» **WHAT YOU WILL DO**: The records follow. Copy each one exactly.
********************
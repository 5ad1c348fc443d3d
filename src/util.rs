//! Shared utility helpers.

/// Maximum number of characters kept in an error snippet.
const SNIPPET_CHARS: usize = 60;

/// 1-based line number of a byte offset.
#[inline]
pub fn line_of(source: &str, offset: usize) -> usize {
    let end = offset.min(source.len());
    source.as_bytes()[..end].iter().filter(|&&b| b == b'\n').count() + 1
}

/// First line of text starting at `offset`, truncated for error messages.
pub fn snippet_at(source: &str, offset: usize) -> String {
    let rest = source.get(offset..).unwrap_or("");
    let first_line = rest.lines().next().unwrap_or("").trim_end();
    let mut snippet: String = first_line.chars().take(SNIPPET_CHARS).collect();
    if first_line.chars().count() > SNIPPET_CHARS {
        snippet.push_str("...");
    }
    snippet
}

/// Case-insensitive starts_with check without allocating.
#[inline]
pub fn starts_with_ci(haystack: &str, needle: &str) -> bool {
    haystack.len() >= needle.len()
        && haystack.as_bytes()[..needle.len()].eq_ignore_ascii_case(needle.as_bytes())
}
********************
» **SOLUTION TO THIS PROBLEM**:
repository 5ad1c348fc443d3d
filename src/util.rs
//! Shared utility helpers.

/// Maximum number of characters kept in an error snippet.
const SNIPPET_CHARS: usize = 60;

/// 1-based line number of a byte offset.
#[inline]
pub fn line_of(source: &str, offset: usize) -> usize {
    let end = offset.min(source.len());
    source.as_bytes()[..end].iter().filter(|&&b| b == b'\n').count() + 1
}

/// First line of text starting at `offset`, truncated for error messages.
pub fn snippet_at(source: &str, offset: usize) -> String {
    let rest = source.get(offset..).unwrap_or("");
    let first_line = rest.lines().next().unwrap_or("").trim_end();
    let mut snippet: String = first_line.chars().take(SNIPPET_CHARS).collect();
    if first_line.chars().count() > SNIPPET_CHARS {
        snippet.push_str("...");
    }
    snippet
}

/// Case-insensitive starts_with check without allocating.
#[inline]
pub fn starts_with_ci(haystack: &str, needle: &str) -> bool {
    haystack.len() >= needle.len()
        && haystack.as_bytes()[..needle.len()].eq_ignore_ascii_case(needle.as_bytes())
}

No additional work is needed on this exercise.